# What the exercise asks
Every line in the data below that includes "RegisterRequest" belongs in the answer, copied as it stands.
[Records]
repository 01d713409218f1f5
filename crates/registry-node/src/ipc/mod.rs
//! # IPC
//!
//! Newline-delimited JSON over stdin/stdout.

pub mod handler;
pub mod hex;
pub mod messages;

pub use handler::IpcHandler;
pub use messages::{
    ErrorBody, ErrorKind, RegistryRequest, RegistryResponse, RequestEnvelope, ResponseBody,
};
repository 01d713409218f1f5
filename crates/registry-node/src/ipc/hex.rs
//! `0x`-prefixed hex encodings for byte fields on the wire.

use serde::de::Error as _;
use serde::{Deserialize, Deserializer, Serialize, Serializer};
use std::fmt;

fn encode(bytes: &[u8]) -> String {
    format!("0x{}", hex::encode(bytes))
}

fn decode(text: &str) -> Result<Vec<u8>, String> {
    let digits = text
        .strip_prefix("0x")
        .or_else(|| text.strip_prefix("0X"))
        .ok_or_else(|| format!("expected 0x-prefixed hex, got {text:?}"))?;
    hex::decode(digits).map_err(|e| e.to_string())
}

/// Variable-length bytes. `"0x"` is empty.
#[derive(Clone, PartialEq, Eq, Default)]
pub struct HexBytes(pub Vec<u8>);

impl fmt::Debug for HexBytes {
    fn fmt(&self, f: &mut fmt::Formatter<'_>) -> fmt::Result {
        f.write_str(&encode(&self.0))
    }
}

impl From<Vec<u8>> for HexBytes {
    fn from(bytes: Vec<u8>) -> Self {
        Self(bytes)
    }
}

impl Serialize for HexBytes {
    fn serialize<S: Serializer>(&self, serializer: S) -> Result<S::Ok, S::Error> {
        serializer.serialize_str(&encode(&self.0))
    }
}

impl<'de> Deserialize<'de> for HexBytes {
    fn deserialize<D: Deserializer<'de>>(deserializer: D) -> Result<Self, D::Error> {
        let text = String::deserialize(deserializer)?;
        decode(&text).map(Self).map_err(D::Error::custom)
    }
}

/// Exactly `N` bytes: addresses (20) and words (32).
#[derive(Clone, Copy, PartialEq, Eq, Hash)]
pub struct HexArray<const N: usize>(pub [u8; N]);

/// A 20-byte address on the wire.
pub type HexAddress = HexArray<20>;

/// A 32-byte hash on the wire.
pub type HexHash = HexArray<32>;

impl<const N: usize> Default for HexArray<N> {
    fn default() -> Self {
        Self([0u8; N])
    }
}

impl<const N: usize> fmt::Debug for HexArray<N> {
    fn fmt(&self, f: &mut fmt::Formatter<'_>) -> fmt::Result {
        f.write_str(&encode(&self.0))
    }
}

impl<const N: usize> From<[u8; N]> for HexArray<N> {
    fn from(bytes: [u8; N]) -> Self {
        Self(bytes)
    }
}

impl<const N: usize> Serialize for HexArray<N> {
    fn serialize<S: Serializer>(&self, serializer: S) -> Result<S::Ok, S::Error> {
        serializer.serialize_str(&encode(&self.0))
    }
}

impl<'de, const N: usize> Deserialize<'de> for HexArray<N> {
    fn deserialize<D: Deserializer<'de>>(deserializer: D) -> Result<Self, D::Error> {
        let text = String::deserialize(deserializer)?;
        let bytes = decode(&text).map_err(D::Error::custom)?;
        let array: [u8; N] = bytes
            .as_slice()
            .try_into()
            .map_err(|_| D::Error::custom(format!("expected {N} bytes, got {}", bytes.len())))?;
        Ok(Self(array))
    }
}
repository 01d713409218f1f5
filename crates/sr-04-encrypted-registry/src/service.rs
//! # Encrypted Registry Service

use crate::domain::entities::{
    EncryptionKeyRegistration, RegisterRequest, Registration, RegistrationLedgerKey,
    RegistrationPointer,
};
use crate::domain::errors::EncryptedRegistryError;
use crate::domain::store::{event_log, EncryptionKeyDirectory, RegistrationLedger};
use crate::ports::inbound::EncryptedRegistryApi;
use shared_bus::{EventPublisher, RegistryEvent};
use shared_types::{Address, CallContext, Hash};
use sr_01_compact_list::{KeyValueStore, Page};
use sr_02_signature_verification::{recover_signer, DomainHasher};
use std::sync::Arc;
use tracing::{debug, info, warn};

/// The encrypted registry.
pub struct EncryptedRegistryService<S, P>
where
    S: KeyValueStore,
    P: EventPublisher,
{
    store: S,
    publisher: Arc<P>,
}

impl<S, P> EncryptedRegistryService<S, P>
where
    S: KeyValueStore,
    P: EventPublisher,
{
    pub fn new(store: S, publisher: Arc<P>) -> Self {
        Self { store, publisher }
    }

    pub fn store(&self) -> &S {
        &self.store
    }

    /// Every block this registry emitted events in, with those events.
    pub fn event_log(&self) -> Result<Vec<(u64, Vec<RegistryEvent>)>, EncryptedRegistryError> {
        Ok(event_log().load(&self.store)?)
    }

    /// Highest block this registry emitted an event in.
    pub fn last_block(&self) -> Result<Option<u64>, EncryptedRegistryError> {
        Ok(event_log().last_block(&self.store)?)
    }

    /// The caller's current key, if any.
    pub fn encryption_key(
        &self,
        signer: &Address,
    ) -> Result<Option<EncryptionKeyRegistration>, EncryptedRegistryError> {
        EncryptionKeyDirectory::get(&self.store, signer)
    }
}

impl<S, P> EncryptedRegistryApi for EncryptedRegistryService<S, P>
where
    S: KeyValueStore,
    P: EventPublisher,
{
    fn register_transaction(
        &mut self,
        ctx: &CallContext,
        request: RegisterRequest,
    ) -> Result<Registration, EncryptedRegistryError> {
        let RegisterRequest {
            chain_id,
            safe,
            nonce,
            struct_hash,
            signature,
            encrypted_payload,
        } = request;

        if signature.is_empty() && encrypted_payload.is_empty() {
            warn!(safe = ?safe, "[sr-04] empty registration rejected");
            return Err(EncryptedRegistryError::NothingToEnqueue);
        }

        let signed = if signature.is_empty() {
            None
        } else {
            let digest = DomainHasher::new(chain_id, safe).typed_data_hash(&struct_hash);
            let recovered = recover_signer(&digest, &signature).map_err(|e| {
                warn!(error = %e, safe = ?safe, "[sr-04] signature rejected");
                e
            })?;
            Some(recovered)
        };

        let notary = ctx.caller;
        let mut operations = Vec::new();
        let mut events = Vec::with_capacity(2);

        if let Some(recovered) = &signed {
            events.push(RegistryEvent::SafeTransactionSigned {
                signer: recovered.signer,
                safe,
                chain_id,
                nonce,
                struct_hash,
                signature: recovered.signature,
            });
        }

        let registered = if encrypted_payload.is_empty() {
            None
        } else {
            let key = RegistrationLedgerKey::new(chain_id, safe, nonce, notary);
            let (index, pointer, ledger_ops) = RegistrationLedger::for_key(&key)
                .append_operations(&self.store, ctx.block_number)?;
            operations.extend(ledger_ops);
            events.push(RegistryEvent::SafeTransactionRegistered {
                uid: pointer.uid,
                notary,
                safe,
                chain_id,
                nonce,
                encrypted_payload,
            });
            Some((index, pointer))
        };

        operations.extend(event_log().append_operations(&self.store, ctx.block_number, &events)?);
        self.store.atomic_batch_write(operations)?;

        for event in events {
            self.publisher.publish(ctx.block_number, event);
        }

        let registration = Registration {
            uid: registered.map(|(_, pointer)| pointer.uid),
            list_index: registered.map(|(index, _)| index),
            signer: signed.map(|recovered| recovered.signer),
        };
        info!(
            safe = ?safe,
            chain_id = %chain_id,
            nonce = %nonce,
            notary = ?notary,
            signed = registration.signer.is_some(),
            list_index = ?registration.list_index,
            "[sr-04] transaction registered"
        );

        Ok(registration)
    }

    fn register_encryption_key(
        &mut self,
        ctx: &CallContext,
        registration: EncryptionKeyRegistration,
    ) -> Result<(), EncryptedRegistryError> {
        let signer = ctx.caller;
        let event = RegistryEvent::EncryptionKeyRegistered {
            signer,
            context: registration.context,
            public_key: registration.public_key,
        };

        let mut operations = vec![EncryptionKeyDirectory::put_operation(&signer, registration)];
        operations.extend(event_log().append_operations(
            &self.store,
            ctx.block_number,
            std::slice::from_ref(&event),
        )?);
        self.store.atomic_batch_write(operations)?;

        self.publisher.publish(ctx.block_number, event);
        info!(signer = ?signer, "[sr-04] encryption key registered");
        Ok(())
    }

    fn retrieve_registrations(
        &self,
        key: &RegistrationLedgerKey,
        start: u64,
        count: u64,
    ) -> Result<Page<RegistrationPointer>, EncryptedRegistryError> {
        let page = RegistrationLedger::for_key(key).retrieve(&self.store, start, count)?;
        debug!(start, count, total = page.total, "[sr-04] registrations read");
        Ok(page)
    }

    fn retrieve_registration_count(
        &self,
        key: &RegistrationLedgerKey,
    ) -> Result<u64, EncryptedRegistryError> {
        RegistrationLedger::for_key(key).count(&self.store)
    }

    fn retrieve_encryption_public_keys(
        &self,
        signers: &[Address],
    ) -> Result<Vec<Hash>, EncryptedRegistryError> {
        EncryptionKeyDirectory::public_keys(&self.store, signers)
    }
}
//! # Reference Scenarios
//!
//! 1. Append 1..=13, walk the whole list, then `next` reports no value
//! 2. Skip 9 of 13, `next` lands on 10
//! 3. `slice(17, 12)` over `i + 1` for 100 elements is `18..=29`
//! 4. Two signers on the same `(safe, chainId, nonce)` get one entry each
//! 5. A high-s signature is rejected
//! 6. An encrypted registration with neither signature nor payload fails

#[cfg(test)]
mod tests {
    use crate::fixtures::*;
    use shared_bus::{EventFilter, EventPublisher, EventTopic, RegistryEvent};
    use shared_types::{CallContext, U256};
    use sr_01_compact_list::{CompactIndexedList, InMemoryKVStore};
    use sr_02_signature_verification::SignatureError;
    use sr_03_transaction_registry::{RegistryError, SignatureLedgerKey, TransactionRegistryApi};
    use sr_04_encrypted_registry::{EncryptedRegistryApi, EncryptedRegistryError, RegisterRequest};

    fn list_of(values: impl IntoIterator<Item = u64>) -> (CompactIndexedList<u64>, InMemoryKVStore) {
        let mut store = InMemoryKVStore::new();
        let list = CompactIndexedList::new(b"scenario/".to_vec());
        for value in values {
            list.append(&mut store, &value).unwrap();
        }
        (list, store)
    }

    // =============================================================================
    // COMPACT INDEXED LIST
    // =============================================================================

    #[test]
    fn scenario_1_full_iteration_then_exhausted() {
        let (list, store) = list_of(1..=13);

        let mut cursor = list.iter(&store).unwrap();
        let mut seen = Vec::new();
        loop {
            let (next, has_value) = cursor.next();
            if !has_value {
                break;
            }
            seen.push(list.value(&store, &next).unwrap());
            cursor = next;
        }

        assert_eq!(seen, (1..=13).collect::<Vec<u64>>());
        let (_, has_value) = cursor.next();
        assert!(!has_value);
    }

    #[test]
    fn scenario_2_skip_then_next() {
        let (list, store) = list_of(1..=13);

        let cursor = list.iter(&store).unwrap().skip(9);
        assert_eq!(cursor.count(), 4);

        let (cursor, has_value) = cursor.next();
        assert!(has_value);
        assert_eq!(list.value(&store, &cursor).unwrap(), 10);
    }

    #[test]
    fn scenario_3_slice_window() {
        let (list, store) = list_of((0..100).map(|i| i + 1));

        assert_eq!(
            list.slice(&store, 17, 12).unwrap(),
            (18..=29).collect::<Vec<u64>>()
        );
    }

    // =============================================================================
    // PLAINTEXT REGISTRY
    // =============================================================================

    #[test]
    fn scenario_4_two_signers_same_nonce() {
        let (mut registry, bus) = memory_plaintext_registry();
        let (alice, bob) = (generate_key(), generate_key());
        let nonce = U256::from(5u64);
        let tx = transfer(1_000);
        let expected = digest(U256::one(), SAFE, &tx, nonce);

        for (block, key) in [(1u64, &alice), (2, &bob)] {
            let enqueued = registry
                .enqueue_transaction(
                    &CallContext::new(RELAYER, block),
                    signed_enqueue(key, U256::one(), SAFE, nonce, tx.clone()),
                )
                .unwrap();
            assert_eq!(enqueued.list_index, 0);
            assert_eq!(enqueued.newly_stored, block == 1);
        }

        for key in [&alice, &bob] {
            let ledger = SignatureLedgerKey::new(address_of(key), SAFE, U256::one(), nonce);
            assert_eq!(registry.retrieve_signatures_count(&ledger), Ok(1));

            let page = registry.retrieve_signatures(&ledger, 0, 10).unwrap();
            assert_eq!(page.total, 1);
            assert_eq!(page.items[0].tx_hash, expected);
        }

        let record = registry.retrieve_transaction(&expected).unwrap();
        assert!(record.stored);
        assert_eq!(record.transaction, tx);

        // Stored once, signed twice
        let stored = bus.logs(0, u64::MAX, &EventFilter::topics(vec![EventTopic::TransactionStored]));
        let signed = bus.logs(0, u64::MAX, &EventFilter::topics(vec![EventTopic::SignatureStored]));
        assert_eq!(stored.len(), 1);
        assert_eq!(signed.len(), 2);
    }

    #[test]
    fn scenario_5_malleable_signature_rejected() {
        let (mut registry, bus) = memory_plaintext_registry();
        let alice = generate_key();
        let nonce = U256::from(5u64);
        let tx = transfer(1_000);

        let mut request = signed_enqueue(&alice, U256::one(), SAFE, nonce, tx.clone());
        let canonical: [u8; 65] = request.signature.as_slice().try_into().unwrap();
        request.signature = malleate(&canonical).to_vec();

        assert_eq!(
            registry.enqueue_transaction(&CallContext::new(RELAYER, 1), request),
            Err(RegistryError::Signature(SignatureError::MalleableSignature))
        );
        assert!(!registry
            .retrieve_transaction(&digest(U256::one(), SAFE, &tx, nonce))
            .unwrap()
            .stored);
        assert!(registry.store().is_empty());
        assert_eq!(bus.events_published(), 0);
    }

    // =============================================================================
    // ENCRYPTED REGISTRY
    // =============================================================================

    #[test]
    fn scenario_6_nothing_to_enqueue() {
        let (mut registry, bus) = encrypted_registry(InMemoryKVStore::new());

        let result = registry.register_transaction(
            &CallContext::new(RELAYER, 1),
            RegisterRequest {
                chain_id: U256::one(),
                safe: SAFE,
                nonce: U256::zero(),
                struct_hash: [0x33; 32],
                signature: Vec::new(),
                encrypted_payload: Vec::new(),
            },
        );

        assert_eq!(result, Err(EncryptedRegistryError::NothingToEnqueue));
        assert!(registry.store().is_empty());
        assert_eq!(bus.events_published(), 0);
    }

    #[test]
    fn registered_payload_is_recoverable_from_pointer() {
        let (mut registry, bus) = encrypted_registry(InMemoryKVStore::new());
        let owner = generate_key();
        let struct_hash = [0x44; 32];
        let signed_digest = sr_02_signature_verification::DomainHasher::new(U256::one(), SAFE)
            .typed_data_hash(&struct_hash);

        let registration = registry
            .register_transaction(
                &CallContext::new(RELAYER, 77),
                RegisterRequest {
                    chain_id: U256::one(),
                    safe: SAFE,
                    nonce: U256::zero(),
                    struct_hash,
                    signature: sr_02_signature_verification::test_helpers::sign_digest(
                        &signed_digest,
                        &owner,
                    )
                    .to_vec(),
                    encrypted_payload: b"sealed for the owners".to_vec(),
                },
            )
            .unwrap();
        assert_eq!(registration.signer, Some(address_of(&owner)));

        // A reader knowing only (chainId, safe, nonce, notary) follows the pointer
        let key = sr_04_encrypted_registry::RegistrationLedgerKey::new(
            U256::one(),
            SAFE,
            U256::zero(),
            RELAYER,
        );
        let page = registry.retrieve_registrations(&key, 0, 10).unwrap();
        let pointer = page.items[0];

        let logs = bus.logs_in_block(pointer.block_number, &EventFilter::registration(pointer.uid));
        match &logs[..] {
            [record] => match &record.event {
                RegistryEvent::SafeTransactionRegistered {
                    encrypted_payload, ..
                } => assert_eq!(encrypted_payload, b"sealed for the owners"),
                other => panic!("unexpected event {other:?}"),
            },
            other => panic!("expected one log, got {other:?}"),
        }
    }
}
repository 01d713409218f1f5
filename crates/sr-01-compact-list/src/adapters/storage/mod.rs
//! Storage Adapters
//!
//! Implementations of the `KeyValueStore` trait.

mod file;
mod memory;

pub use file::FileBackedKVStore;
pub use memory::InMemoryKVStore;
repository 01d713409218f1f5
//! # Storage Adapters
//!
//! [`NodeStore`] picks the backend named by [`StorageConfig`] at startup.
//! Each registry variant gets its own store so the two keyspaces never mix.
//!
//! ## Usage
//!
//! Enable the `rocksdb` feature to use RocksDB:
//!
//! ```toml
//! registry-node = { path = "...", features = ["rocksdb"] }
//! ```

#[cfg(feature = "rocksdb")]
pub mod rocksdb_adapter;

#[cfg(feature = "rocksdb")]
pub use rocksdb_adapter::{RocksDbConfig, RocksDbStore};

use crate::container::config::{StorageBackend, StorageConfig};
use sr_01_compact_list::{
    BatchOperation, FileBackedKVStore, InMemoryKVStore, KVStoreError, KeyValueStore,
};
use std::fs;
use tracing::info;

/// The store behind one registry variant.
pub enum NodeStore {
    Memory(InMemoryKVStore),
    File(FileBackedKVStore),
    #[cfg(feature = "rocksdb")]
    RocksDb(RocksDbStore),
}

impl NodeStore {
    /// Open the store called `name` (e.g. `plaintext`) under `config`.
    ///
    /// File journals live at `<data_dir>/<name>.journal`, RocksDB databases
    /// at `<data_dir>/<name>/`.
    pub fn open(config: &StorageConfig, name: &str) -> Result<Self, KVStoreError> {
        if config.backend.is_persistent() {
            fs::create_dir_all(&config.data_dir)?;
        }

        let store = match config.backend {
            StorageBackend::Memory => NodeStore::Memory(InMemoryKVStore::new()),
            StorageBackend::File => {
                let path = config.data_dir.join(format!("{name}.journal"));
                NodeStore::File(FileBackedKVStore::open(path)?)
            }
            #[cfg(feature = "rocksdb")]
            StorageBackend::RocksDb => {
                NodeStore::RocksDb(RocksDbStore::open_default(config.data_dir.join(name))?)
            }
            #[cfg(not(feature = "rocksdb"))]
            StorageBackend::RocksDb => {
                return Err(KVStoreError::IOError {
                    message: "RocksDB support is not compiled in".to_string(),
                })
            }
        };

        info!(
            backend = %config.backend,
            store = name,
            data_dir = ?config.data_dir,
            "Storage opened"
        );
        Ok(store)
    }

    fn inner(&self) -> &dyn KeyValueStore {
        match self {
            NodeStore::Memory(store) => store,
            NodeStore::File(store) => store,
            #[cfg(feature = "rocksdb")]
            NodeStore::RocksDb(store) => store,
        }
    }

    fn inner_mut(&mut self) -> &mut dyn KeyValueStore {
        match self {
            NodeStore::Memory(store) => store,
            NodeStore::File(store) => store,
            #[cfg(feature = "rocksdb")]
            NodeStore::RocksDb(store) => store,
        }
    }
}

impl KeyValueStore for NodeStore {
    fn get(&self, key: &[u8]) -> Result<Option<Vec<u8>>, KVStoreError> {
        self.inner().get(key)
    }

    fn exists(&self, key: &[u8]) -> Result<bool, KVStoreError> {
        self.inner().exists(key)
    }

    fn atomic_batch_write(&mut self, operations: Vec<BatchOperation>) -> Result<(), KVStoreError> {
        self.inner_mut().atomic_batch_write(operations)
    }
}
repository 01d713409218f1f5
//! # Node Configuration
//!
//! Unified configuration for the storage backend, the registries and
//! telemetry.
//!
//! ## Environment Variables
//!
//! | Variable | Default | Description |
//! |----------|---------|-------------|
//! | `SR_STORAGE_BACKEND` | `memory` | `memory`, `file` or `rocksdb` |
//! | `SR_DATA_DIR` | `./data` | Directory for persistent backends |
//! | `SR_DUPLICATE_SIGNATURES` | `append` | `append` or `reject` |
//! | `SR_START_BLOCK` | `1` | Block number of the first write |

use registry_telemetry::TelemetryConfig;
use sr_03_transaction_registry::{DuplicatePolicy, RegistryConfig};
use std::env;
use std::fmt;
use std::path::PathBuf;
use std::str::FromStr;
use thiserror::Error;

/// Complete node configuration.
#[derive(Debug, Clone, PartialEq, Eq)]
pub struct NodeConfig {
    /// Storage configuration.
    pub storage: StorageConfig,
    /// Plaintext registry configuration.
    pub registry: RegistryConfig,
    /// Logging configuration.
    pub telemetry: TelemetryConfig,
    /// Block number assigned to the first write of this process.
    pub start_block: u64,
}

impl Default for NodeConfig {
    fn default() -> Self {
        Self {
            storage: StorageConfig::default(),
            registry: RegistryConfig::default(),
            telemetry: TelemetryConfig::default(),
            start_block: 1,
        }
    }
}

impl NodeConfig {
    /// Load configuration from the process environment.
    pub fn from_env() -> Result<Self, ConfigError> {
        Self::from_lookup(|name| env::var(name).ok())
    }

    /// Load configuration through `lookup`, falling back to defaults for
    /// unset variables. Set but unparsable values are errors.
    pub fn from_lookup<F>(lookup: F) -> Result<Self, ConfigError>
    where
        F: Fn(&str) -> Option<String>,
    {
        let mut config = Self {
            telemetry: TelemetryConfig::from_lookup(&lookup),
            ..Self::default()
        };

        if let Some(value) = lookup("SR_STORAGE_BACKEND") {
            config.storage.backend = parse_var("SR_STORAGE_BACKEND", &value)?;
        }
        if let Some(value) = lookup("SR_DATA_DIR") {
            config.storage.data_dir = PathBuf::from(value);
        }
        if let Some(value) = lookup("SR_DUPLICATE_SIGNATURES") {
            config.registry.duplicate_signatures =
                parse_var::<DuplicatePolicy>("SR_DUPLICATE_SIGNATURES", &value)?;
        }
        if let Some(value) = lookup("SR_START_BLOCK") {
            config.start_block = parse_var("SR_START_BLOCK", &value)?;
        }

        Ok(config)
    }

    /// Check that the configuration can be served by this build.
    ///
    /// # Returns
    ///
    /// Returns `Err` if:
    /// - the RocksDB backend is selected without the `rocksdb` feature
    /// - a persistent backend points at an existing non-directory path
    pub fn validate(&self) -> Result<(), ConfigError> {
        if self.storage.backend == StorageBackend::RocksDb && !cfg!(feature = "rocksdb") {
            return Err(ConfigError::BackendUnavailable(StorageBackend::RocksDb));
        }
        if self.storage.backend.is_persistent()
            && self.storage.data_dir.exists()
            && !self.storage.data_dir.is_dir()
        {
            return Err(ConfigError::DataDirNotDirectory(self.storage.data_dir.clone()));
        }
        Ok(())
    }
}

fn parse_var<T>(var: &'static str, value: &str) -> Result<T, ConfigError>
where
    T: FromStr,
    T::Err: fmt::Display,
{
    value.trim().parse().map_err(|e: T::Err| ConfigError::InvalidValue {
        var,
        value: value.to_string(),
        reason: e.to_string(),
    })
}

/// Configuration errors.
#[derive(Debug, Clone, Error, PartialEq, Eq)]
pub enum ConfigError {
    /// An environment variable is set to a value that does not parse.
    #[error("{var}={value:?} is invalid: {reason}")]
    InvalidValue {
        var: &'static str,
        value: String,
        reason: String,
    },

    /// The selected backend was not compiled in.
    #[error("storage backend '{0}' is not available in this build")]
    BackendUnavailable(StorageBackend),

    /// The data directory path exists but is a file.
    #[error("data directory {0:?} is not a directory")]
    DataDirNotDirectory(PathBuf),
}

/// Where registry state lives.
#[derive(Debug, Clone, Copy, PartialEq, Eq, Default)]
pub enum StorageBackend {
    /// Process memory; nothing survives a restart.
    #[default]
    Memory,
    /// Checksummed append-only journals.
    File,
    /// RocksDB (feature `rocksdb`).
    RocksDb,
}

impl StorageBackend {
    pub fn is_persistent(self) -> bool {
        !matches!(self, StorageBackend::Memory)
    }
}

impl FromStr for StorageBackend {
    type Err = String;

    fn from_str(s: &str) -> Result<Self, Self::Err> {
        match s.trim().to_ascii_lowercase().as_str() {
            "memory" => Ok(Self::Memory),
            "file" => Ok(Self::File),
            "rocksdb" => Ok(Self::RocksDb),
            other => Err(format!("unknown storage backend '{other}'")),
        }
    }
}

impl fmt::Display for StorageBackend {
    fn fmt(&self, f: &mut fmt::Formatter<'_>) -> fmt::Result {
        match self {
            Self::Memory => f.write_str("memory"),
            Self::File => f.write_str("file"),
            Self::RocksDb => f.write_str("rocksdb"),
        }
    }
}

/// Storage configuration.
#[derive(Debug, Clone, PartialEq, Eq)]
pub struct StorageConfig {
    /// Backend selection.
    pub backend: StorageBackend,
    /// Data directory for persistent backends.
    pub data_dir: PathBuf,
}

impl Default for StorageConfig {
    fn default() -> Self {
        Self {
            backend: StorageBackend::Memory,
            data_dir: PathBuf::from("./data"),
        }
    }
}
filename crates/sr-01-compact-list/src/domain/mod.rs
//! # Domain Layer
//!
//! Pure list logic. Storage access goes through the `KeyValueStore` port.
//!
//! ## Modules
//!
//! - `list` - `CompactIndexedList` and its slot layout
//! - `block_log` - per-block record batches
//! - `cursor` - immutable traversal cursor
//! - `fixed_width` - element encoding contract
//! - `page` - pagination result
//! - `errors` - domain error types

pub mod block_log;
pub mod cursor;
pub mod errors;
pub mod fixed_width;
pub mod list;
pub mod page;
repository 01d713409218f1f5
//! # Registry Telemetry
//!
//! Structured logging and Prometheus metrics for the Safe registry node.
//!
//! ## Usage
//!
//! ```rust,ignore
//! use registry_telemetry::{init_telemetry, TelemetryConfig};
//!
//! fn main() -> anyhow::Result<()> {
//!     init_telemetry(&TelemetryConfig::from_env())?;
//!     // Logs and metrics are now being collected
//!     Ok(())
//! }
//! ```
//!
//! ## Environment Variables
//!
//! | Variable | Default | Description |
//! |----------|---------|-------------|
//! | `SR_SERVICE_NAME` | `safe-registry` | Service name in logs |
//! | `SR_LOG_LEVEL` | `info` | Log level filter (falls back to `RUST_LOG`) |
//! | `SR_CONSOLE_OUTPUT` | `true` | Write logs to stderr |
//! | `SR_JSON_LOGS` | `false` | JSON logs (defaults on inside containers) |

mod config;
pub mod metrics;
mod tracing_setup;

pub use config::TelemetryConfig;
pub use metrics::{
    gather_metrics, register_metrics, CURRENT_BLOCK, ENCRYPTION_KEYS_REGISTERED, REGISTRATIONS,
    SIGNATURE_FAILURES, SIGNATURES_STORED, TRANSACTIONS_STORED,
};

use thiserror::Error;

/// Telemetry initialization errors
#[derive(Error, Debug)]
pub enum TelemetryError {
    #[error("Failed to initialize tracing subscriber: {0}")]
    TracerInit(String),

    #[error("Failed to initialize Prometheus metrics: {0}")]
    MetricsInit(String),
}

/// Initialize logging and register metrics.
pub fn init_telemetry(config: &TelemetryConfig) -> Result<(), TelemetryError> {
    register_metrics()?;
    tracing_setup::init_tracing(config)
}

/// Convenience macro for recording a metric increment.
#[macro_export]
macro_rules! metric_inc {
    ($metric:expr) => {
        $metric.inc()
    };
    ($metric:expr, $labels:expr) => {
        $metric.with_label_values($labels).inc()
    };
}
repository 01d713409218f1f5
//! # Integration Tests
//!
//! Scenarios that cross crate boundaries: list storage under the
//! registries, signer recovery feeding ledgers, events on the shared bus,
//! and the node's wire surface.

pub mod node_ipc;
pub mod pagination;
pub mod persistence;
pub mod scenarios;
[/Records]
# The answer
    EncryptionKeyRegistration, RegisterRequest, Registration, RegistrationLedgerKey,
        request: RegisterRequest,
        let RegisterRequest {
    use sr_04_encrypted_registry::{EncryptedRegistryApi, EncryptedRegistryError, RegisterRequest};
            RegisterRequest {
                RegisterRequest {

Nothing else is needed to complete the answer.